A bit more candor on the measures we use for evaluating public performance in general is in order. If you believe that those policies, most of which continue to register painful costs, constitute a success, then Gates indeed deserves encomia. If you believe that the record is uniformly one of fiasco and tragic failure, as I do, then he gets low grades. The absence of candor is most damaging. For it thwarts debate of the strategic assumptions that propel the security juggernaut.*

So we plod forward on a fool's errand in Afghanistan whose purpose has become so obscure that Mr. Obama's team has stopped even trying to explain it.

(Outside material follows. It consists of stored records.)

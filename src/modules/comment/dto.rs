use chrono::{DateTime, Utc};
use serde::{Deserialize, Serialize};
use uuid::Uuid;
use validator::{Validate, ValidationError};
use crate::modules::{
    comment::model::{CommentWithAuthor, PendingComment},
    user::dto::PublicAuthor,
};

fn validate_not_blank(content: &str) -> Result<(), ValidationError> {
    if content.trim().is_empty() {
        return Err(ValidationError::new("blank").with_message("Comment content is required".into()));
    }
    Ok(())
}

#[derive(Deserialize, Validate)]
pub struct CommentRequest {
    #[validate(
        length(max = 2000, message = "Comment cannot exceed 2000 characters"),
        custom(function = "validate_not_blank")
    )]
    pub content: String,
    pub parent_comment_id: Option<Uuid>,
}

pub struct NewComment {
    pub author_id: Uuid,
    pub post_id: Uuid,
    pub parent_comment_id: Option<Uuid>,
    pub content: String,
}

#[derive(Debug, PartialEq, Clone, Copy)]
pub enum ModerationAction {
    Approve,
    Reject,
}

impl ModerationAction {
    pub fn from_str(str: &str) -> Option<Self> {
        match str {
            "approve" => Some(ModerationAction::Approve),
            "reject" => Some(ModerationAction::Reject),
            _ => None,
        }
    }
}

#[derive(Deserialize)]
pub struct ModerateRequest {
    pub action: String,
}

#[derive(Serialize)]
pub struct CommentResponse {
    pub id: Uuid,
    pub content: String,
    pub author: PublicAuthor,
    pub created_at: DateTime<Utc>,
}

impl From<CommentWithAuthor> for CommentResponse {
    fn from(comment: CommentWithAuthor) -> Self {
        Self {
            id: comment.id,
            content: comment.content,
            author: PublicAuthor::new(comment.author_id, comment.author_name, comment.author_avatar),
            created_at: comment.created_at,
        }
    }
}

/// A top-level comment with its replies attached, ready for rendering.
#[derive(Serialize)]
pub struct CommentThreadResponse {
    pub id: Uuid,
    pub content: String,
    pub author: PublicAuthor,
    pub created_at: DateTime<Utc>,
    pub replies: Vec<CommentResponse>,
}

#[derive(Serialize)]
pub struct CommentsData {
    pub comments: Vec<CommentThreadResponse>,
}

#[derive(Serialize)]
pub struct PendingCommentAuthor {
    pub id: Uuid,
    pub name: String,
    pub email: String,
    #[serde(skip_serializing_if = "Option::is_none")]
    pub avatar: Option<String>,
}

#[derive(Serialize)]
pub struct PendingCommentPost {
    pub id: Uuid,
    pub title: String,
    pub slug: String,
}

#[derive(Serialize)]
pub struct PendingCommentResponse {
    pub id: Uuid,
    pub content: String,
    pub author: PendingCommentAuthor,
    pub post: PendingCommentPost,
    pub created_at: DateTime<Utc>,
}

impl From<PendingComment> for PendingCommentResponse {
    fn from(comment: PendingComment) -> Self {
        Self {
            id: comment.id,
            content: comment.content,
            author: PendingCommentAuthor {
                id: comment.author_id,
                name: comment.author_name,
                email: comment.author_email,
                avatar: comment.author_avatar,
            },
            post: PendingCommentPost {
                id: comment.post_id,
                title: comment.post_title,
                slug: comment.post_slug,
            },
            created_at: comment.created_at,
        }
    }
}

#[derive(Serialize)]
pub struct PendingCommentsData {
    pub comments: Vec<PendingCommentResponse>,
    pub count: usize,
}

#[cfg(test)]
mod tests {
    use super::*;

    #[test]
    fn blank_content_fails_validation() {
        let body = CommentRequest {
            content: "   \n\t".to_string(),
            parent_comment_id: None,
        };
        assert!(body.validate().is_err());
    }

    #[test]
    fn non_blank_content_passes_validation() {
        let body = CommentRequest {
            content: "Nice post".to_string(),
            parent_comment_id: None,
        };
        assert!(body.validate().is_ok());
    }

    #[test]
    fn moderation_action_parses_only_known_values() {
        assert_eq!(ModerationAction::from_str("approve"), Some(ModerationAction::Approve));
        assert_eq!(ModerationAction::from_str("reject"), Some(ModerationAction::Reject));
        assert_eq!(ModerationAction::from_str("Approve"), None);
        assert_eq!(ModerationAction::from_str("delete"), None);
    }
}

The only alteration is to extend the project into Pakistan where the terrain is even rougher and more hazardous. So we move incrementally to expand our network of bases across Southwest and Central Asia for no apparent reason other than each new location needs a further buffer of protection next door. So we plot to keep a foot in the Iraqi door while the natives are set on forgetting us as a bad memory as soon as possible. So we fulminate against Iran while building up the pressure on all fronts in the face of compelling evidence that the boiler will burst before the Mullah's regime does (witness the Sunni-Shi'ite confrontation that our actions have engendered). So we cultivate the fear among Americans of al-Qaeda the Great Satan so that free floating dread enables these Sisyphusian efforts. Al-Qaeda the omnipresent yet elusive menace to be pursued into the four corners of the earth -- which is exactly what we're doing under Mr. Gates' aegis. Special Forces ply their trade in Somalia, Niger, Chad, Mauretania, Sudan, Yemen, Iraq -- where we underwrote the franchise operation, Kyrgystan, and diverse spots in Southeast Asia. All this herculean effort despite a decade where the only terrorist attempts on the U.S. have been amateurish, half-baked affairs of very limited scope.

So, too, do we invest massively in the assets visualized as vital to victory in Pacific War II against China, thereby unwittingly giving the Chinese the option of simply owning us rather than conquering us -- a sublime anti-war strategy of sort. All of this proceeds on its own momentum, sheer inertia. As a sideline, we pursue a 'war on drugs' in Latin America that similarly devours resources to no avail. We employ many of the same personnel, equipment, doctrines and methods with the same empty results. The one thing the 'war on drugs' does not do is concentrate on the cause of the problem: millions of Americans are addicts whose demand for narcotics ensures that entrepreneurial groups always will be there to jump at the chance to supply them.

America's multidimensional, huge security enterprise has taken on a life of its own. Premises, purposes and alternatives remain unexamined -- as if Truth itself is embedded in our every act and only unbelievers or the stray heretic questions it. Without questions, there are no answers. Without both there is no basis for public judgment to be passed and, ultimately, for accountability. And certainly no scaling down of the national riches spent in the quest for absolute security.

* Let's recognize that Robert Gates has been a visceral hawk throughout his career -- someone who habitually saw grave threats lurking behind every event and an advocate of the hard line. This is a man who in January 1991 (after the fall of the Wall and acceptance of a unified Germany into NATO) declared to NSC colleagues that Mikhail Gorbachev had shown his true colors as a dyed in the wool Bolshie (because of Lithuania). He is so quoted in the book of Condeleezza Rice and Philip Zelikow. Ms Rice, according to her own testimony, nodded agreement with the revised appraisal.